Die Namen und Lebensgeschichten vieler indischer Maler aus den vergangenen Jahrhunderten bleiben den heutigen Bewunderern ihrer Werke weitgehend verborgen. Die Bilder sind in den allerwenigsten Fällen signiert oder datiert. Auch sonst stehen der Forschung nur wenig historische Schriftzeugnisse über die Kunstschaffenden zur Verfügung. Die jüngere Forschung hingegen hat viel bewegt. Spätestens zu Beginn des 20. Jahrhunderts machte der Kunsthistoriker A. K. Coomaraswamy die Beschäftigung mit indischer Miniaturmalerei zu einer weltweit anerkannten akademischen Disziplin. Es entstand ein Klassifikationsschema, das die Malereien in eine chronologische und regionale Ordnung brachte, die teilweise bis heute gebräuchlich ist und Coomaraswamys Arbeiten mit dem Status der Klassiger versehen hat. Allerdings wird kein einziger Künstlername erwähnt. Die Kunstwerke erscheinen als eine Art kollektive Kunst oder Produkt einer Gruppe von anonymen Handwerkern.

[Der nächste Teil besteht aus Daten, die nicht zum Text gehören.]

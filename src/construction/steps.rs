//! The fixed, ordered construction procedure.
//!
//! Each step is a pure function of the points derived by earlier steps and
//! the scale unit `u` (the length of AB). It returns the points it derives
//! and the records that visualise it; the engine folds these into its state.
//! A is the origin, AB runs along +x and AC along +y.

use std::f64::consts::PI;

use crate::math::distance_2d::{distance_2d, midpoint_2d, point_to_line_dist_2d, point_toward_2d};
use crate::math::intersect_2d::{
    circle_horizontal_intersect_2d, line_at_x_2d, line_at_y_2d, line_line_intersect_2d,
};
use crate::math::Point2;
use crate::tessellation::{sample_arc, sample_circle, ARC_SEGMENTS, CIRCLE_SEGMENTS};

use super::label::PointLabel::{self, A, B, C, D, E, F, G, H, I, J, L, M, N, P, Q, S, T, U, W};
use super::points::PointSet;
use super::record::ConstructionRecord;

/// Number of geometry-producing construction steps.
pub const STEP_COUNT: usize = 22;

/// Step after which the moon decoration is drawn.
pub const MOON_STEP: usize = 18;

/// Step after which the sun decoration is drawn.
pub const SUN_STEP: usize = 22;

/// Ratio AC / AB fixing the flag's height.
pub const HEIGHT_RATIO: f64 = 4.0 / 3.0;

/// A construction step procedure.
pub type StepFn = fn(&PointSet, f64) -> StepOutput;

/// Points and records produced by one step.
#[derive(Debug, Clone, Default, PartialEq)]
pub struct StepOutput {
    /// New points, in label order.
    pub points: Vec<(PointLabel, Point2)>,
    /// New records, in drawing order.
    pub records: Vec<ConstructionRecord>,
}

impl StepOutput {
    fn with_point(mut self, label: PointLabel, point: Point2) -> Self {
        self.points.push((label, point));
        self
    }

    fn with_record(mut self, record: ConstructionRecord) -> Self {
        self.records.push(record);
        self
    }
}

/// Step procedures in execution order; `STEPS[n - 1]` is step `n`.
pub static STEPS: [StepFn; STEP_COUNT] = [
    base_line_ab,
    perpendicular_ac,
    mark_d_join_bd,
    mark_e_on_bd,
    parallel_fg,
    quarter_h_vertical_hi,
    bisect_cf_parallel_jk,
    intersect_jk_hi,
    join_jg,
    intersect_jg_hi,
    mark_n_below_m,
    parallel_om,
    semicircle_about_l,
    semicircle_about_m,
    arc_about_n,
    outer_semicircle_about_t,
    inner_arc_about_t,
    moon_triangles,
    bisect_af_parallel_uv,
    outer_circle_about_w,
    inner_circle_about_w,
    sun_triangles,
];

/// Step 1: baseline AB of length `u`.
fn base_line_ab(_pts: &PointSet, u: f64) -> StepOutput {
    let a = Point2::new(0.0, 0.0);
    let b = Point2::new(u, 0.0);
    StepOutput::default()
        .with_point(A, a)
        .with_point(B, b)
        .with_record(ConstructionRecord::line("AB", a, b))
}

/// Step 2: AC perpendicular to AB, AC = AB + AB/3.
fn perpendicular_ac(pts: &PointSet, u: f64) -> StepOutput {
    let c = Point2::new(0.0, u * HEIGHT_RATIO);
    StepOutput::default()
        .with_point(C, c)
        .with_record(ConstructionRecord::line("AC", pts[A], c))
}

/// Step 3: D on AC with AD = AB, join BD.
fn mark_d_join_bd(pts: &PointSet, u: f64) -> StepOutput {
    let d = Point2::new(0.0, u);
    StepOutput::default()
        .with_point(D, d)
        .with_record(ConstructionRecord::point("D", d))
        .with_record(ConstructionRecord::line("BD", pts[B], d))
}

/// Step 4: E on BD with BE = AB.
fn mark_e_on_bd(pts: &PointSet, u: f64) -> StepOutput {
    let e = point_toward_2d(&pts[B], &pts[D], u);
    StepOutput::default()
        .with_point(E, e)
        .with_record(ConstructionRecord::point("E", e))
}

/// Step 5: FG parallel to AB through E, F on AC, FG = AB.
fn parallel_fg(pts: &PointSet, u: f64) -> StepOutput {
    let y = pts[E].y;
    let f = Point2::new(0.0, y);
    let g = Point2::new(u, y);
    StepOutput::default()
        .with_point(F, f)
        .with_point(G, g)
        .with_record(ConstructionRecord::line("FG", f, g))
}

/// Step 6: AH = AB/4, HI parallel to AC meeting CG at I.
fn quarter_h_vertical_hi(pts: &PointSet, u: f64) -> StepOutput {
    let h = Point2::new(u / 4.0, 0.0);
    let i = line_at_x_2d(&pts[C], &pts[G], h.x);
    StepOutput::default()
        .with_point(H, h)
        .with_point(I, i)
        .with_record(ConstructionRecord::point("H", h))
        .with_record(ConstructionRecord::line("HI", h, i).dashed())
}

/// Step 7: J bisects CF, JK parallel to AB meeting CG at K.
fn bisect_cf_parallel_jk(pts: &PointSet, _u: f64) -> StepOutput {
    let j = midpoint_2d(&pts[C], &pts[F]);
    let k = line_at_y_2d(&pts[C], &pts[G], j.y);
    StepOutput::default()
        .with_point(J, j)
        .with_point(PointLabel::K, k)
        .with_record(ConstructionRecord::point("J", j))
        .with_record(ConstructionRecord::line("JK", j, k).dashed())
}

/// Step 8: L where JK crosses HI. Both lines are axis-aligned.
fn intersect_jk_hi(pts: &PointSet, _u: f64) -> StepOutput {
    let l = Point2::new(pts[H].x, pts[J].y);
    StepOutput::default()
        .with_point(L, l)
        .with_record(ConstructionRecord::point("L", l))
}

/// Step 9: join J and G.
fn join_jg(pts: &PointSet, _u: f64) -> StepOutput {
    StepOutput::default().with_record(ConstructionRecord::line("JG", pts[J], pts[G]).dashed())
}

/// Step 10: M where JG crosses HI.
fn intersect_jg_hi(pts: &PointSet, _u: f64) -> StepOutput {
    let (h, j) = (pts[H], pts[J]);
    let m = line_line_intersect_2d(&j, &pts[G], &h, &pts[I])
        .unwrap_or_else(|| Point2::new(h.x, j.y));
    StepOutput::default()
        .with_point(M, m)
        .with_record(ConstructionRecord::point("M", m))
}

/// Step 11: N on HI below M, at M's perpendicular distance from BD.
fn mark_n_below_m(pts: &PointSet, _u: f64) -> StepOutput {
    let m = pts[M];
    let dist = point_to_line_dist_2d(&m, &pts[B], &pts[D]);
    let n = Point2::new(m.x, m.y - dist);
    StepOutput::default()
        .with_point(N, n)
        .with_record(ConstructionRecord::point("N", n))
}

/// Step 12: OM parallel to AB, O on AC.
fn parallel_om(pts: &PointSet, u: f64) -> StepOutput {
    let m = pts[M];
    let o = Point2::new(0.0, m.y);
    let end = Point2::new(m.x + u / 2.0, m.y);
    StepOutput::default()
        .with_point(PointLabel::O, o)
        .with_record(ConstructionRecord::point("O", o))
        .with_record(ConstructionRecord::line("OM", o, end).dashed())
}

/// Step 13: semicircle about L with radius LN, cutting OM at P and Q.
fn semicircle_about_l(pts: &PointSet, _u: f64) -> StepOutput {
    let (l, m) = (pts[L], pts[M]);
    let radius = distance_2d(&l, &pts[N]);
    let (p, q) = circle_horizontal_intersect_2d(&l, radius, m.y)
        .unwrap_or((Point2::new(l.x, m.y), Point2::new(l.x, m.y)));
    StepOutput::default()
        .with_point(P, p)
        .with_point(Q, q)
        .with_record(ConstructionRecord::arc(
            "L-semicircle",
            sample_arc(l, radius, PI, 0.0, ARC_SEGMENTS),
        ))
}

/// Step 14: semicircle about M with radius MQ.
fn semicircle_about_m(pts: &PointSet, _u: f64) -> StepOutput {
    let m = pts[M];
    let radius = distance_2d(&m, &pts[Q]);
    StepOutput::default().with_record(ConstructionRecord::arc(
        "M-semicircle",
        sample_arc(m, radius, PI, 0.0, ARC_SEGMENTS),
    ))
}

/// Step 15: arc about N with radius NM, swept from the direction of Q to
/// the direction of P.
///
/// R and S are the first and last arc samples rather than exact circle
/// intersections; T lies on HI halfway between their heights.
fn arc_about_n(pts: &PointSet, _u: f64) -> StepOutput {
    let n = pts[N];
    let radius = distance_2d(&n, &pts[M]);
    let angle_p = (pts[P].y - n.y).atan2(pts[P].x - n.x);
    let angle_q = (pts[Q].y - n.y).atan2(pts[Q].x - n.x);
    let arc = sample_arc(n, radius, angle_q, angle_p, ARC_SEGMENTS);

    let r = arc.first().copied().unwrap_or(n);
    let s = arc.last().copied().unwrap_or(n);
    let t = Point2::new(pts[H].x, (r.y + s.y) / 2.0);
    StepOutput::default()
        .with_point(PointLabel::R, r)
        .with_point(S, s)
        .with_point(T, t)
        .with_record(ConstructionRecord::arc("N-arc", arc))
}

/// Step 16: upper semicircle about T with radius TS.
fn outer_semicircle_about_t(pts: &PointSet, _u: f64) -> StepOutput {
    let t = pts[T];
    let radius = distance_2d(&t, &pts[S]);
    StepOutput::default().with_record(ConstructionRecord::arc(
        "T-semicircle-outer",
        sample_arc(t, radius, 0.0, PI, ARC_SEGMENTS),
    ))
}

/// Step 17: upper arc about T with radius TM.
fn inner_arc_about_t(pts: &PointSet, _u: f64) -> StepOutput {
    let t = pts[T];
    let radius = distance_2d(&t, &pts[M]);
    StepOutput::default().with_record(ConstructionRecord::arc(
        "T-arc-inner",
        sample_arc(t, radius, 0.0, PI, ARC_SEGMENTS),
    ))
}

/// Step 18: the moon's eight triangles. Drawn as a decoration.
fn moon_triangles(_pts: &PointSet, _u: f64) -> StepOutput {
    StepOutput::default()
}

/// Step 19: U bisects AF, UV parallel to AB meeting BE at V.
fn bisect_af_parallel_uv(pts: &PointSet, _u: f64) -> StepOutput {
    let u_mid = midpoint_2d(&pts[A], &pts[F]);
    let v = line_at_y_2d(&pts[B], &pts[E], u_mid.y);
    StepOutput::default()
        .with_point(U, u_mid)
        .with_point(PointLabel::V, v)
        .with_record(ConstructionRecord::point("U", u_mid))
        .with_record(ConstructionRecord::line("UV", u_mid, v).dashed())
}

/// Step 20: W where UV crosses HI; circle about W with radius MN.
fn outer_circle_about_w(pts: &PointSet, _u: f64) -> StepOutput {
    let w = Point2::new(pts[H].x, pts[U].y);
    let radius = distance_2d(&pts[M], &pts[N]);
    StepOutput::default()
        .with_point(W, w)
        .with_record(ConstructionRecord::circle(
            "W-outer-circle",
            sample_circle(w, radius, CIRCLE_SEGMENTS),
        ))
}

/// Step 21: circle about W with radius LN.
fn inner_circle_about_w(pts: &PointSet, _u: f64) -> StepOutput {
    let radius = distance_2d(&pts[L], &pts[N]);
    StepOutput::default().with_record(ConstructionRecord::circle(
        "W-inner-circle",
        sample_circle(pts[W], radius, CIRCLE_SEGMENTS),
    ))
}

/// Step 22: the sun's twelve triangles. Drawn as a decoration.
fn sun_triangles(_pts: &PointSet, _u: f64) -> StepOutput {
    StepOutput::default()
}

Mitte des 20. Jahrhunderts markierten die Arbeiten von W. G. Archer und M. S. Randhawa einen weiteren Meilenstein: Zu den primären Klassifikationskriterien gesellten sich nun dynastische hinzu. Die Namen fürstlicher Auftraggeber und Kunstmäzene ergänzten das Bild und erste Stammbäume von Künstlerfamilien wurden erstellt. Im Anschluss daran fokussierte der indische Kunsthistoriker B. N. Goswamy bereits in den 1960er Jahren seine Forschung auf den Maler als individuellen Künstler. B. N. Goswamy untersuchte dessen Stellung in der Gesellschaft und machte die Malerfamilien als eigentliche Stilgeber aus. Dies war der entscheidende Anstoss für zahlreiche neue Untersuchungen und legte den Grundstein für einen wahren Durchbruch in der indischen Kunstgeschichte der Malerei zu Beginn der 1990er Jahre: B. N. Goswamy und Eberhard Fischer – Direktor des Museums Rietberg von 1972 bis 1998 – veröffentlichten eine umfassende Darstellung zu einzeln Künstlern aus dem Pahari-Gebiet am Fusse des Himalaya.

Erstmals wurden für eines der grossen Malereizentren individuelle Maler über einen Zeitraum von mehreren Jahrhunderten identifiziert sowie einzelnen Werkstätten, Orten und Fürstenhöfe zugeordnet. Knapp zwanzig Jahre später konnte dieser Ansatz überregional und mit internationaler Zusammenarbeit ausgeweitet werden. Initiiert vom Museum Rietberg wurden diese Erkenntnisse 2011/12 mit einer zweibändigen Publikation und einer umfangreichen Ausstellung in Zürich und New York der Öffentlichkeit zugänglich gemacht. Dieser Forschungsgeschichte ist es geschuldet, dass Manaku und Nainsukh heute zu den bekanntesten und am besten erforschten indisch-stämmigen Künstlern der Miniaturmalerei gehören. Sie zählen auch zu den wenigen ihrer Gilde, denen jeweils eigene Monografien und umfassende Werkbeschreibungen gewidmet sind, beide verfasst von B. N. Goswamy. Es ist kein Zufall, dass dieser Weg der Künstler aus ihrer Namenlosigkeit eng mit dem Museum Rietberg verbunden ist: Eberhard Fischer hat in Zürich eine weltweit anerkannte Sammlung indischer Miniaturen mit demSchwerpunkt auf die Malerei des Pahari-Gebietes begründet. Werke von Manaku und Nainsukh und ihrer Familie sind hier bestens vertreten und gewähren spannende Einblicke in ihr Schaffen.